Playing together is an almost magical way to build connection. Not surprising, since when we laugh, our body releases oxytocin into our systems. So when you’re laughing with someone, you’re bonding. Laughter also transforms bad moods by decreasing the stress hormones circulating in your body.

That’s why playing together is one of the fastest ways to heal minor relationship stress, help people drop grudges, and bring the family into sync. Play and laughter create a happy feeling in your home.

Research shows that humor is an invaluable part of smoothing over the rough spots of life, from royal goofs on our part to simple bad luck. Couples who can use affectionate humor to deflate anger have happier relationships. And children whose parents use silliness to keep the day flowing smoothly are lucky indeed.
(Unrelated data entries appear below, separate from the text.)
//! Text segment subheader (part type "TE").

use crate::error::{FormatError, RecordError};
use crate::record::cursor::FieldCursor;
use crate::record::extensions::{parse_extension_section, write_extension_section, Extensions};
use crate::record::field::{Field, FieldKind};
use crate::record::security::SecurityGroup;
use crate::record::versions::Version;
use crate::tre::TreRegistry;

/// TEXTID width: 2.1 shortened the field and added an attachment level.
const TEXTID_21_SZ: usize = 7;
const TEXTID_20_SZ: usize = 10;
const TXTALVL_SZ: usize = 3;
const TXTDT_SZ: usize = 14;
const TXTITL_SZ: usize = 80;
const TSCLAS_SZ: usize = 1;
const ENCRYP_SZ: usize = 1;
const TXTFMT_SZ: usize = 3;
const TXSHDL_SZ: usize = 5;
const TXSOFL_SZ: usize = 3;

/// The text segment subheader.
#[derive(Debug, Clone, PartialEq)]
pub struct TextSubheader {
    version: Version,
    pub text_id: Field,
    /// Attachment level; serialized in 2.1 only
    pub attachment_level: Field,
    pub date_time: Field,
    pub title: Field,
    pub classification: Field,
    pub security: SecurityGroup,
    pub encrypted: Field,
    pub format: Field,
    pub extended: Extensions,
    /// DES back-reference (1-based) for overflowed extended TREs
    pub extended_overflow: Field,
}

impl TextSubheader {
    /// A default subheader for the given version.
    pub fn new(version: Version) -> Self {
        let text_id_len = match version {
            Version::Nitf21 => TEXTID_21_SZ,
            Version::Nitf20 => TEXTID_20_SZ,
        };
        Self {
            version,
            text_id: Field::new(FieldKind::BcsA, text_id_len),
            attachment_level: Field::new(FieldKind::BcsN, TXTALVL_SZ),
            date_time: Field::new(FieldKind::BcsA, TXTDT_SZ),
            title: Field::new(FieldKind::BcsA, TXTITL_SZ),
            classification: Field::new(FieldKind::BcsA, TSCLAS_SZ),
            security: SecurityGroup::new(version),
            encrypted: Field::new(FieldKind::BcsN, ENCRYP_SZ),
            format: Field::new(FieldKind::BcsA, TXTFMT_SZ),
            extended: Extensions::new(),
            extended_overflow: Field::new(FieldKind::BcsN, TXSOFL_SZ),
        }
    }

    /// The version this subheader was built or parsed for.
    pub fn version(&self) -> Version {
        self.version
    }

    /// Serialize the subheader, part type first.
    pub fn serialize(&self) -> Result<Vec<u8>, RecordError> {
        let mut out = Vec::with_capacity(256);
        out.extend_from_slice(b"TE");
        out.extend_from_slice(self.text_id.bytes());
        if self.version == Version::Nitf21 {
            out.extend_from_slice(self.attachment_level.bytes());
        }
        out.extend_from_slice(self.date_time.bytes());
        out.extend_from_slice(self.title.bytes());
        out.extend_from_slice(self.classification.bytes());
        self.security.write_to(&mut out);
        out.extend_from_slice(self.encrypted.bytes());
        out.extend_from_slice(self.format.bytes());
        write_extension_section(&mut out, &self.extended, &self.extended_overflow, TXSHDL_SZ)?;
        Ok(out)
    }

    /// Parse a subheader from a buffer, returning it and the bytes
    /// consumed.
    pub fn parse(
        version: Version,
        buf: &[u8],
        registry: &TreRegistry,
    ) -> Result<(Self, usize), FormatError> {
        let mut cursor = FieldCursor::new(buf);
        let part = cursor.take(FieldKind::BcsA, 2, "text part type")?;
        if part.bytes() != b"TE" {
            return Err(FormatError::BadPartType {
                expected: "TE",
                actual: part.as_str(),
            });
        }
        let (text_id, attachment_level) = match version {
            Version::Nitf21 => (
                cursor.take(FieldKind::BcsA, TEXTID_21_SZ, "TEXTID")?,
                cursor.take(FieldKind::BcsN, TXTALVL_SZ, "TXTALVL")?,
            ),
            Version::Nitf20 => (
                cursor.take(FieldKind::BcsA, TEXTID_20_SZ, "TEXTID")?,
                Field::new(FieldKind::BcsN, TXTALVL_SZ),
            ),
        };
        let date_time = cursor.take(FieldKind::BcsA, TXTDT_SZ, "TXTDT")?;
        let title = cursor.take(FieldKind::BcsA, TXTITL_SZ, "TXTITL")?;
        let classification = cursor.take(FieldKind::BcsA, TSCLAS_SZ, "TSCLAS")?;
        let security = SecurityGroup::parse(version, &mut cursor)?;
        let encrypted = cursor.take(FieldKind::BcsN, ENCRYP_SZ, "ENCRYP")?;
        let format = cursor.take(FieldKind::BcsA, TXTFMT_SZ, "TXTFMT")?;
        let (extended, extended_overflow) =
            parse_extension_section(&mut cursor, registry, TXSHDL_SZ, TXSOFL_SZ, "TXSHD")?;

        let subheader = Self {
            version,
            text_id,
            attachment_level,
            date_time,
            title,
            classification,
            security,
            encrypted,
            format,
            extended,
            extended_overflow,
        };
        Ok((subheader, cursor.pos()))
    }

    /// Name-keyed view of the fixed fields in serialization order.
    pub fn field_names(&self) -> Vec<(String, &Field)> {
        let mut fields: Vec<(String, &Field)> =
            vec![("TEXTID".to_string(), &self.text_id)];
        if self.version == Version::Nitf21 {
            fields.push(("TXTALVL".to_string(), &self.attachment_level));
        }
        fields.push(("TXTDT".to_string(), &self.date_time));
        fields.push(("TXTITL".to_string(), &self.title));
        fields.push(("TSCLAS".to_string(), &self.classification));
        for (name, field) in self.security.field_names() {
            fields.push((format!("T{name}"), field));
        }
        fields.push(("ENCRYP".to_string(), &self.encrypted));
        fields.push(("TXTFMT".to_string(), &self.format));
        fields
    }
}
Sometimes it’s the only way to convince a toddler or preschooler to cooperate with your agenda.

In fact, some parents say that unless they make instructions to their younger kids into a game, their children are so engrossed in play that they don’t even notice them.

Instead of:
“Eat your breakfast now!”
why not try:
“Little Gorilla, it’s time for breakfast, come eat your bugs and bananas!”
Instead of:
“Get in the car!”
why not try:
“Don’t you think your steam shovel wants to get in the car now so he can see the construction site on the way to school?”

Given how hard life can be at times, my opinion is that we need to seize all the joy, silliness, fun and humor we can get.

The best way to start cultivating more playful fun in your house is to make it part of your routine. You can do this by simply trying new ideas, and if they work, repeating them. That creates fun traditions for your family to enjoy and look forward to. Not all rituals need to be serious or spiritually joyous, some of the best are silly. But don’t wait for special times; any part of daily life can be made into a game.

For instance:

  • Use funny voices.
  • Trade roles at the dinner table so that each family member acts as someone else (kids’ portrayals of adults can be hilarious).
  • Have a race to get dressed and in bed for story time. Instead of kids racing against each other, which worsens sibling rivalry, have kids work as a team, racing against the adult.
  • Compete at making baskets with the dirty laundry while doing household cleanup together.
  • Make up funny song lyrics in the car.
  • Gentle physical roughhousing with some kids as they wake up in the morning can put everyone in a good mood for the day. My own personal favorite is a competition to take off each other’s socks!
  • And when you’re feeling a bit dispirited and want to shift the mood and reconnect, why not start a pillow fight?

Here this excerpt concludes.